Abnormal function and glucose metabolism in the type-2 diabetic db/db mouse heart.

Can J Physiol Pharmacol 2007 Mar-Apr;85(3-4):289-94

University Laboratory of Physiology, Department of Physiology, Anatomy and Genetics, University of Oxford, Parks Rd, OX1 3PT, Oxford, England.
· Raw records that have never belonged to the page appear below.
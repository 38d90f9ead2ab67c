//! Package types: the immutable-post-construction node data spec.md §3
//! describes, plus the `uid` identifier it is keyed by.

use ahash::AHashSet;
use depsolve_core::PkgVersion;
use parking_lot::Mutex;
use smallvec::SmallVec;
use std::fmt;
use std::hash::{Hash, Hasher};
use std::path::PathBuf;
use std::sync::Arc;

/// Unique package identifier: `"<name>"` or `"<name>@<flavor>"`.
///
/// The uid is the key under which a universe chain is indexed; it is not
/// itself versioned.
#[derive(Clone)]
pub struct Uid {
    full: Arc<str>,
    at_idx: Option<usize>,
}

impl Uid {
    /// Build a uid from a bare name, with no flavor.
    #[must_use]
    pub fn new(name: &str) -> Self {
        Self {
            full: Arc::from(name),
            at_idx: None,
        }
    }

    /// Build a uid from a name and a flavor (`name@flavor`).
    #[must_use]
    pub fn with_flavor(name: &str, flavor: &str) -> Self {
        let full = format!("{name}@{flavor}");
        let at_idx = Some(name.len());
        Self {
            full: Arc::from(full),
            at_idx,
        }
    }

    /// Parse `"name"` or `"name@flavor"`.
    #[must_use]
    pub fn parse(s: &str) -> Self {
        match s.find('@') {
            Some(idx) => Self {
                full: Arc::from(s),
                at_idx: Some(idx),
            },
            None => Self {
                full: Arc::from(s),
                at_idx: None,
            },
        }
    }

    #[must_use]
    pub fn name(&self) -> &str {
        match self.at_idx {
            Some(idx) => &self.full[..idx],
            None => &self.full,
        }
    }

    #[must_use]
    pub fn flavor(&self) -> Option<&str> {
        self.at_idx.map(|idx| &self.full[idx + 1..])
    }

    #[must_use]
    pub fn as_str(&self) -> &str {
        &self.full
    }
}

impl fmt::Debug for Uid {
    fn fmt(&self, f: &mut fmt::Formatter<'_>) -> fmt::Result {
        f.debug_tuple("Uid").field(&self.full).finish()
    }
}

impl fmt::Display for Uid {
    fn fmt(&self, f: &mut fmt::Formatter<'_>) -> fmt::Result {
        write!(f, "{}", self.full)
    }
}

impl PartialEq for Uid {
    fn eq(&self, other: &Self) -> bool {
        self.full == other.full
    }
}

impl Eq for Uid {}

impl Hash for Uid {
    fn hash<H: Hasher>(&self, state: &mut H) {
        self.full.hash(state);
    }
}

impl PartialOrd for Uid {
    fn partial_cmp(&self, other: &Self) -> Option<std::cmp::Ordering> {
        Some(self.cmp(other))
    }
}

impl Ord for Uid {
    fn cmp(&self, other: &Self) -> std::cmp::Ordering {
        self.full.cmp(&other.full)
    }
}

/// Where a package instance came from.
#[derive(Debug, Clone, Copy, PartialEq, Eq, Hash)]
pub enum PackageType {
    /// Already installed, loaded from the local database.
    Installed,
    /// Available from a configured remote repository.
    Remote,
    /// Loaded from a local file (e.g. `pkg install ./foo.pkg`).
    File,
}

/// A direct dependency target: the uid it resolves to in the universe, plus
/// the declared name/version for diagnostics (the uid chain is the
/// authority; name/version here are provenance only).
#[derive(Debug, Clone)]
pub struct DepRef {
    pub uid: Uid,
    pub name: Arc<str>,
    pub version: Option<PkgVersion>,
}

/// The discriminated type of a registered conflict (spec.md §4.D).
#[derive(Debug, Clone, Copy, PartialEq, Eq)]
pub enum ConflictKind {
    /// Between a locally-installed package and a remote candidate.
    RemoteLocal,
    /// Between two remote candidates.
    RemoteRemote,
}

/// An immutable-post-construction package node.
///
/// `rdeps` and `files`/`dirs` are the two fields the spec calls out as
/// lazily materialized; they use interior mutability so the rest of the
/// struct can stay a plain immutable value.
pub struct Package {
    pub uid: Uid,
    pub name: Arc<str>,
    pub version: PkgVersion,
    pub origin: Arc<str>,
    pub arch: Arc<str>,
    pub digest: Mutex<Option<Arc<str>>>,
    pub repo_name: Option<Arc<str>>,
    pub kind: PackageType,
    pub locked: bool,
    pub automatic: Mutex<bool>,
    pub vital: bool,
    pub deps: SmallVec<[DepRef; 8]>,
    pub conflicts: Mutex<AHashSet<Uid>>,
    pub conflict_kinds: Mutex<ahash::AHashMap<Uid, ConflictKind>>,
    pub provides: AHashSet<Arc<str>>,
    pub requires: AHashSet<Arc<str>>,
    pub shlibs_provided: AHashSet<Arc<str>>,
    pub shlibs_required: AHashSet<Arc<str>>,
    rdeps: Mutex<Option<Vec<Uid>>>,
    files: Mutex<Option<Vec<PathBuf>>>,
    dirs: Mutex<Option<Vec<PathBuf>>>,
}

impl fmt::Debug for Package {
    fn fmt(&self, f: &mut fmt::Formatter<'_>) -> fmt::Result {
        f.debug_struct("Package")
            .field("uid", &self.uid)
            .field("version", &self.version.as_str())
            .field("kind", &self.kind)
            .field("locked", &self.locked)
            .finish_non_exhaustive()
    }
}

impl fmt::Display for Package {
    fn fmt(&self, f: &mut fmt::Formatter<'_>) -> fmt::Result {
        write!(f, "{}-{}", self.name, self.version)
    }
}

/// Builder for `Package`, since most fields are set once at construction but
/// the type itself wraps a few in `Mutex` for later lazy fill-in.
#[derive(Debug, Clone, Default)]
pub struct PackageBuilder {
    uid: Option<Uid>,
    name: Option<Arc<str>>,
    version: Option<PkgVersion>,
    origin: Arc<str>,
    arch: Arc<str>,
    digest: Option<Arc<str>>,
    repo_name: Option<Arc<str>>,
    kind: Option<PackageType>,
    locked: bool,
    automatic: bool,
    vital: bool,
    deps: SmallVec<[DepRef; 8]>,
    conflicts: AHashSet<Uid>,
    provides: AHashSet<Arc<str>>,
    requires: AHashSet<Arc<str>>,
    shlibs_provided: AHashSet<Arc<str>>,
    shlibs_required: AHashSet<Arc<str>>,
    files: Option<Vec<PathBuf>>,
    dirs: Option<Vec<PathBuf>>,
}

impl PackageBuilder {
    #[must_use]
    pub fn new(uid: Uid, name: impl Into<Arc<str>>, version: PkgVersion, kind: PackageType) -> Self {
        Self {
            uid: Some(uid),
            name: Some(name.into()),
            version: Some(version),
            kind: Some(kind),
            ..Default::default()
        }
    }

    #[must_use]
    pub fn origin(mut self, origin: impl Into<Arc<str>>) -> Self {
        self.origin = origin.into();
        self
    }

    #[must_use]
    pub fn arch(mut self, arch: impl Into<Arc<str>>) -> Self {
        self.arch = arch.into();
        self
    }

    #[must_use]
    pub fn digest(mut self, digest: impl Into<Arc<str>>) -> Self {
        self.digest = Some(digest.into());
        self
    }

    #[must_use]
    pub fn repo_name(mut self, repo_name: impl Into<Arc<str>>) -> Self {
        self.repo_name = Some(repo_name.into());
        self
    }

    #[must_use]
    pub const fn locked(mut self, locked: bool) -> Self {
        self.locked = locked;
        self
    }

    #[must_use]
    pub const fn automatic(mut self, automatic: bool) -> Self {
        self.automatic = automatic;
        self
    }

    #[must_use]
    pub const fn vital(mut self, vital: bool) -> Self {
        self.vital = vital;
        self
    }

    #[must_use]
    pub fn dep(mut self, dep: DepRef) -> Self {
        self.deps.push(dep);
        self
    }

    #[must_use]
    pub fn conflict(mut self, uid: Uid) -> Self {
        self.conflicts.insert(uid);
        self
    }

    #[must_use]
    pub fn provides(mut self, cap: impl Into<Arc<str>>) -> Self {
        self.provides.insert(cap.into());
        self
    }

    #[must_use]
    pub fn requires(mut self, cap: impl Into<Arc<str>>) -> Self {
        self.requires.insert(cap.into());
        self
    }

    #[must_use]
    pub fn shlib_provided(mut self, soname: impl Into<Arc<str>>) -> Self {
        self.shlibs_provided.insert(soname.into());
        self
    }

    #[must_use]
    pub fn shlib_required(mut self, soname: impl Into<Arc<str>>) -> Self {
        self.shlibs_required.insert(soname.into());
        self
    }

    #[must_use]
    pub fn files(mut self, files: Vec<PathBuf>) -> Self {
        self.files = Some(files);
        self
    }

    #[must_use]
    pub fn dirs(mut self, dirs: Vec<PathBuf>) -> Self {
        self.dirs = Some(dirs);
        self
    }

    /// Finalize the package. Panics if a required field was never set; all
    /// required fields are set by `new`, so this only fires on programmer
    /// error (mirrors the teacher's `assert!`-on-construction pattern).
    #[must_use]
    pub fn build(self) -> Package {
        Package {
            uid: self.uid.expect("uid set by PackageBuilder::new"),
            name: self.name.expect("name set by PackageBuilder::new"),
            version: self.version.expect("version set by PackageBuilder::new"),
            origin: self.origin,
            arch: self.arch,
            digest: Mutex::new(self.digest),
            repo_name: self.repo_name,
            kind: self.kind.expect("kind set by PackageBuilder::new"),
            locked: self.locked,
            automatic: Mutex::new(self.automatic),
            vital: self.vital,
            deps: self.deps,
            conflicts: Mutex::new(self.conflicts),
            conflict_kinds: Mutex::new(ahash::AHashMap::default()),
            provides: self.provides,
            requires: self.requires,
            shlibs_provided: self.shlibs_provided,
            shlibs_required: self.shlibs_required,
            rdeps: Mutex::new(None),
            files: Mutex::new(self.files),
            dirs: Mutex::new(self.dirs),
        }
    }
}

impl Package {
    /// Get the lazily-materialized reverse dependency set, if loaded.
    #[must_use]
    pub fn rdeps(&self) -> Option<Vec<Uid>> {
        self.rdeps.lock().clone()
    }

    /// Fill in the reverse-dependency set (called once, by the collaborator
    /// that materializes it from the local DB).
    pub fn set_rdeps(&self, rdeps: Vec<Uid>) {
        *self.rdeps.lock() = Some(rdeps);
    }

    /// True once `files`/`dirs` have been loaded for this package.
    #[must_use]
    pub fn files_loaded(&self) -> bool {
        self.files.lock().is_some()
    }

    #[must_use]
    pub fn files(&self) -> Option<Vec<PathBuf>> {
        self.files.lock().clone()
    }

    #[must_use]
    pub fn dirs(&self) -> Option<Vec<PathBuf>> {
        self.dirs.lock().clone()
    }

    /// Best-effort load of files/dirs; a no-op if already loaded.
    pub fn set_files(&self, files: Vec<PathBuf>, dirs: Vec<PathBuf>) {
        *self.files.lock() = Some(files);
        *self.dirs.lock() = Some(dirs);
    }

    #[must_use]
    pub fn digest(&self) -> Option<Arc<str>> {
        self.digest.lock().clone()
    }

    pub fn set_digest(&self, digest: Arc<str>) {
        *self.digest.lock() = Some(digest);
    }

    #[must_use]
    pub fn is_automatic(&self) -> bool {
        *self.automatic.lock()
    }

    pub fn set_automatic(&self, value: bool) {
        *self.automatic.lock() = value;
    }

    /// Register a mutual conflict with `other`, typed per spec.md §4.D.
    /// `RemoteLocal` is only valid between a local and a remote side;
    /// local-local is impossible by construction (the caller never pairs
    /// two `Installed` packages).
    pub fn register_conflict(&self, other_uid: Uid, kind: ConflictKind) {
        self.conflicts.lock().insert(other_uid.clone());
        self.conflict_kinds.lock().insert(other_uid, kind);
    }

    #[must_use]
    pub fn conflicts_with(&self, uid: &Uid) -> bool {
        self.conflicts.lock().contains(uid)
    }

    /// Snapshot every field, including the lazily-materialized ones, into a
    /// fresh owned `Package`. Used when a package borrowed from a collaborator
    /// (e.g. behind an `Arc` with other live references) needs to be inserted
    /// into a `Universe`, which takes ownership.
    #[must_use]
    pub fn clone_shallow(&self) -> Self {
        Self {
            uid: self.uid.clone(),
            name: Arc::clone(&self.name),
            version: self.version.clone(),
            origin: Arc::clone(&self.origin),
            arch: Arc::clone(&self.arch),
            digest: Mutex::new(self.digest()),
            repo_name: self.repo_name.clone(),
            kind: self.kind,
            locked: self.locked,
            automatic: Mutex::new(self.is_automatic()),
            vital: self.vital,
            deps: self.deps.clone(),
            conflicts: Mutex::new(self.conflicts.lock().clone()),
            conflict_kinds: Mutex::new(self.conflict_kinds.lock().clone()),
            provides: self.provides.clone(),
            requires: self.requires.clone(),
            shlibs_provided: self.shlibs_provided.clone(),
            shlibs_required: self.shlibs_required.clone(),
            rdeps: Mutex::new(self.rdeps.lock().clone()),
            files: Mutex::new(self.files.lock().clone()),
            dirs: Mutex::new(self.dirs.lock().clone()),
        }
    }
}

#[cfg(test)]
mod tests {
    use super::*;
    use depsolve_core::PkgVersion;

    fn v(s: &str) -> PkgVersion {
        PkgVersion::parse(s).unwrap()
    }

    #[test]
    fn uid_parses_name_and_flavor() {
        let u = Uid::parse("foo@py39");
        assert_eq!(u.name(), "foo");
        assert_eq!(u.flavor(), Some("py39"));
        assert_eq!(u.as_str(), "foo@py39");
    }

    #[test]
    fn uid_without_flavor() {
        let u = Uid::parse("foo");
        assert_eq!(u.name(), "foo");
        assert_eq!(u.flavor(), None);
    }

    #[test]
    fn package_display_is_name_dash_version() {
        let pkg = PackageBuilder::new(Uid::new("foo"), "foo", v("1.0"), PackageType::Remote).build();
        assert_eq!(pkg.to_string(), "foo-1.0");
    }

    #[test]
    fn rdeps_lazy_until_set() {
        let pkg = PackageBuilder::new(Uid::new("foo"), "foo", v("1.0"), PackageType::Remote).build();
        assert!(pkg.rdeps().is_none());
        pkg.set_rdeps(vec![Uid::new("bar")]);
        assert_eq!(pkg.rdeps().unwrap(), vec![Uid::new("bar")]);
    }

    #[test]
    fn locked_flag_is_set_at_construction() {
        let pkg = PackageBuilder::new(Uid::new("foo"), "foo", v("1.0"), PackageType::Installed)
            .locked(true)
            .build();
        assert!(pkg.locked);
    }

    #[test]
    fn register_conflict_is_typed_and_symmetric_when_caller_calls_both_sides() {
        let a = PackageBuilder::new(Uid::new("a"), "a", v("1.0"), PackageType::Installed).build();
        let b = PackageBuilder::new(Uid::new("b"), "b", v("2.0"), PackageType::Remote).build();

        a.register_conflict(Uid::new("b"), ConflictKind::RemoteLocal);
        b.register_conflict(Uid::new("a"), ConflictKind::RemoteLocal);

        assert!(a.conflicts_with(&Uid::new("b")));
        assert!(b.conflicts_with(&Uid::new("a")));
    }
}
This study examined cardiac function and glucose metabolism in the 6-month-old db/db mouse, a model of type-2 diabetes. Cine magnetic resonance spectroscopy (MRI) was used to measure cardiac function in vivo. The db/db mice had decreased heart rates (17%, p<0.01) and stroke volumes (21%, p<0.05) that resulted in lower cardiac output (35%, p<0.01) than controls. Although there was no difference in ejection fraction between the 2 groups, db/db mouse hearts had a 35% lower maximum rate of ejection (p<0.01) than controls. In a protocol designed to assess maximal insulin-independent glucose uptake, hearts were isolated and perfused in Langendorff mode and subjected to 0.75 mL.min(-1).(g wet mass)(-1) low flow ischemia for 32 min. Glucose uptake during ischemia was 21% lower than in controls, and post-ischemic recovery of cardiac function was decreased by 30% in db/db mouse hearts (p<0.05). Total cardiac GLUT 4 protein was 56% lower (p<0.01) in db/db mice than in controls. In summary, the db/db mouse has abnormal left ventricular function in vivo, with impaired glucose uptake during ischemia, leading to increased myocardial damage.